* _Instructions to follow_
I would like each line of the data that holds the word "SELECT" copied out.
- - - - -
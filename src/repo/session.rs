//! Sessions and their append-only conversation history.

use std::sync::Arc;

use chrono::{DateTime, Utc};
use rusqlite::{OptionalExtension, params};
use uuid::Uuid;

use super::error::RepoResult;
use super::{Db, parse_timestamp, parse_uuid};
use crate::domain::{ConversationMessage, Session, SessionStatus};

#[derive(Debug, Clone)]
pub struct SessionRepo {
    db: Arc<Db>,
}

impl SessionRepo {
    pub fn new(db: Arc<Db>) -> Self {
        Self { db }
    }

    /// Idempotent: upserting an existing session id is a no-op.
    pub fn save(&self, session: &Session) -> RepoResult<()> {
        self.db.with_conn(|conn| {
            conn.execute(
                "INSERT INTO sessions (id, user_id, profile_id, city_name, session_context,
                    created_at, updated_at, expires_at, status)
                 VALUES (?1, ?2, ?3, ?4, ?5, ?6, ?7, ?8, ?9)
                 ON CONFLICT(id) DO NOTHING",
                params![
                    session.id.to_string(),
                    session.user_id.to_string(),
                    session.profile_id.to_string(),
                    session.city_name,
                    serde_json::to_string(&session.session_context)?,
                    session.created_at.to_rfc3339(),
                    session.updated_at.to_rfc3339(),
                    session.expires_at.to_rfc3339(),
                    session.status.as_str(),
                ],
            )?;
            Ok(())
        })
    }

    /// Loads a session with its ordered history, if present.
    pub fn get(&self, id: Uuid) -> RepoResult<Option<Session>> {
        let session = self.db.with_conn(|conn| {
            conn.query_row(
                "SELECT id, user_id, profile_id, city_name, session_context, created_at,
                        updated_at, expires_at, status
                 FROM sessions WHERE id = ?1",
                params![id.to_string()],
                |row| {
                    Ok((
                        row.get::<_, String>(0)?,
                        row.get::<_, String>(1)?,
                        row.get::<_, String>(2)?,
                        row.get::<_, String>(3)?,
                        row.get::<_, String>(4)?,
                        row.get::<_, String>(5)?,
                        row.get::<_, String>(6)?,
                        row.get::<_, String>(7)?,
                        row.get::<_, String>(8)?,
                    ))
                },
            )
            .optional()
            .map_err(super::RepoError::from)
        })?;

        let Some((id, user_id, profile_id, city_name, context, created, updated, expires, status)) =
            session
        else {
            return Ok(None);
        };

        let id = parse_uuid(&id)?;
        let history = self.history(id)?;

        Ok(Some(Session {
            id,
            user_id: parse_uuid(&user_id)?,
            profile_id: parse_uuid(&profile_id)?,
            city_name,
            conversation_history: history,
            session_context: serde_json::from_str(&context).unwrap_or(serde_json::Value::Null),
            created_at: parse_timestamp(&created)?,
            updated_at: parse_timestamp(&updated)?,
            expires_at: parse_timestamp(&expires)?,
            status: if status == "expired" {
                SessionStatus::Expired
            } else {
                SessionStatus::Active
            },
        }))
    }

    /// Appends one message; history is insert-only.
    pub fn append_message(
        &self,
        session_id: Uuid,
        role: &str,
        content: &str,
        timestamp: DateTime<Utc>,
    ) -> RepoResult<()> {
        self.db.with_conn(|conn| {
            conn.execute(
                "INSERT INTO session_messages (id, session_id, role, content, timestamp)
                 VALUES (?1, ?2, ?3, ?4, ?5)",
                params![
                    Uuid::new_v4().to_string(),
                    session_id.to_string(),
                    role,
                    content,
                    timestamp.to_rfc3339(),
                ],
            )?;
            Ok(())
        })
    }

    /// Ordered conversation history for a session.
    pub fn history(&self, session_id: Uuid) -> RepoResult<Vec<ConversationMessage>> {
        self.db.with_conn(|conn| {
            let mut stmt = conn.prepare(
                "SELECT role, content, timestamp FROM session_messages
                 WHERE session_id = ?1 ORDER BY timestamp ASC",
            )?;
            let rows = stmt.query_map(params![session_id.to_string()], |row| {
                Ok((
                    row.get::<_, String>(0)?,
                    row.get::<_, String>(1)?,
                    row.get::<_, String>(2)?,
                ))
            })?;

            let mut messages = Vec::new();
            for row in rows {
                let (role, content, timestamp) = row?;
                messages.push(ConversationMessage {
                    role,
                    content,
                    timestamp: parse_timestamp(&timestamp)?,
                });
            }
            Ok(messages)
        })
    }

    /// Replaces the session's context blob (e.g. the last cache key used
    /// by continuation flows).
    pub fn set_context(&self, session_id: Uuid, context: &serde_json::Value) -> RepoResult<()> {
        self.db.with_conn(|conn| {
            conn.execute(
                "UPDATE sessions SET session_context = ?1, updated_at = ?2 WHERE id = ?3",
                params![
                    serde_json::to_string(context)?,
                    Utc::now().to_rfc3339(),
                    session_id.to_string(),
                ],
            )?;
            Ok(())
        })
    }

    /// Pushes the inactivity expiry forward after new activity.
    pub fn touch(&self, session_id: Uuid, now: DateTime<Utc>) -> RepoResult<()> {
        let expires = now + chrono::Duration::hours(Session::EXPIRY_HOURS);
        self.db.with_conn(|conn| {
            conn.execute(
                "UPDATE sessions SET updated_at = ?1, expires_at = ?2 WHERE id = ?3",
                params![now.to_rfc3339(), expires.to_rfc3339(), session_id.to_string()],
            )?;
            Ok(())
        })
    }

    /// Marks sessions past their expiry as expired; returns how many.
    pub fn expire_stale(&self, now: DateTime<Utc>) -> RepoResult<usize> {
        self.db.with_conn(|conn| {
            let changed = conn.execute(
                "UPDATE sessions SET status = 'expired'
                 WHERE status = 'active' AND expires_at < ?1",
                params![now.to_rfc3339()],
            )?;
            Ok(changed)
        })
    }
}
- - - - -
* _Exercise response_
                "SELECT id, user_id, profile_id, city_name, session_context, created_at,
                "SELECT role, content, timestamp FROM session_messages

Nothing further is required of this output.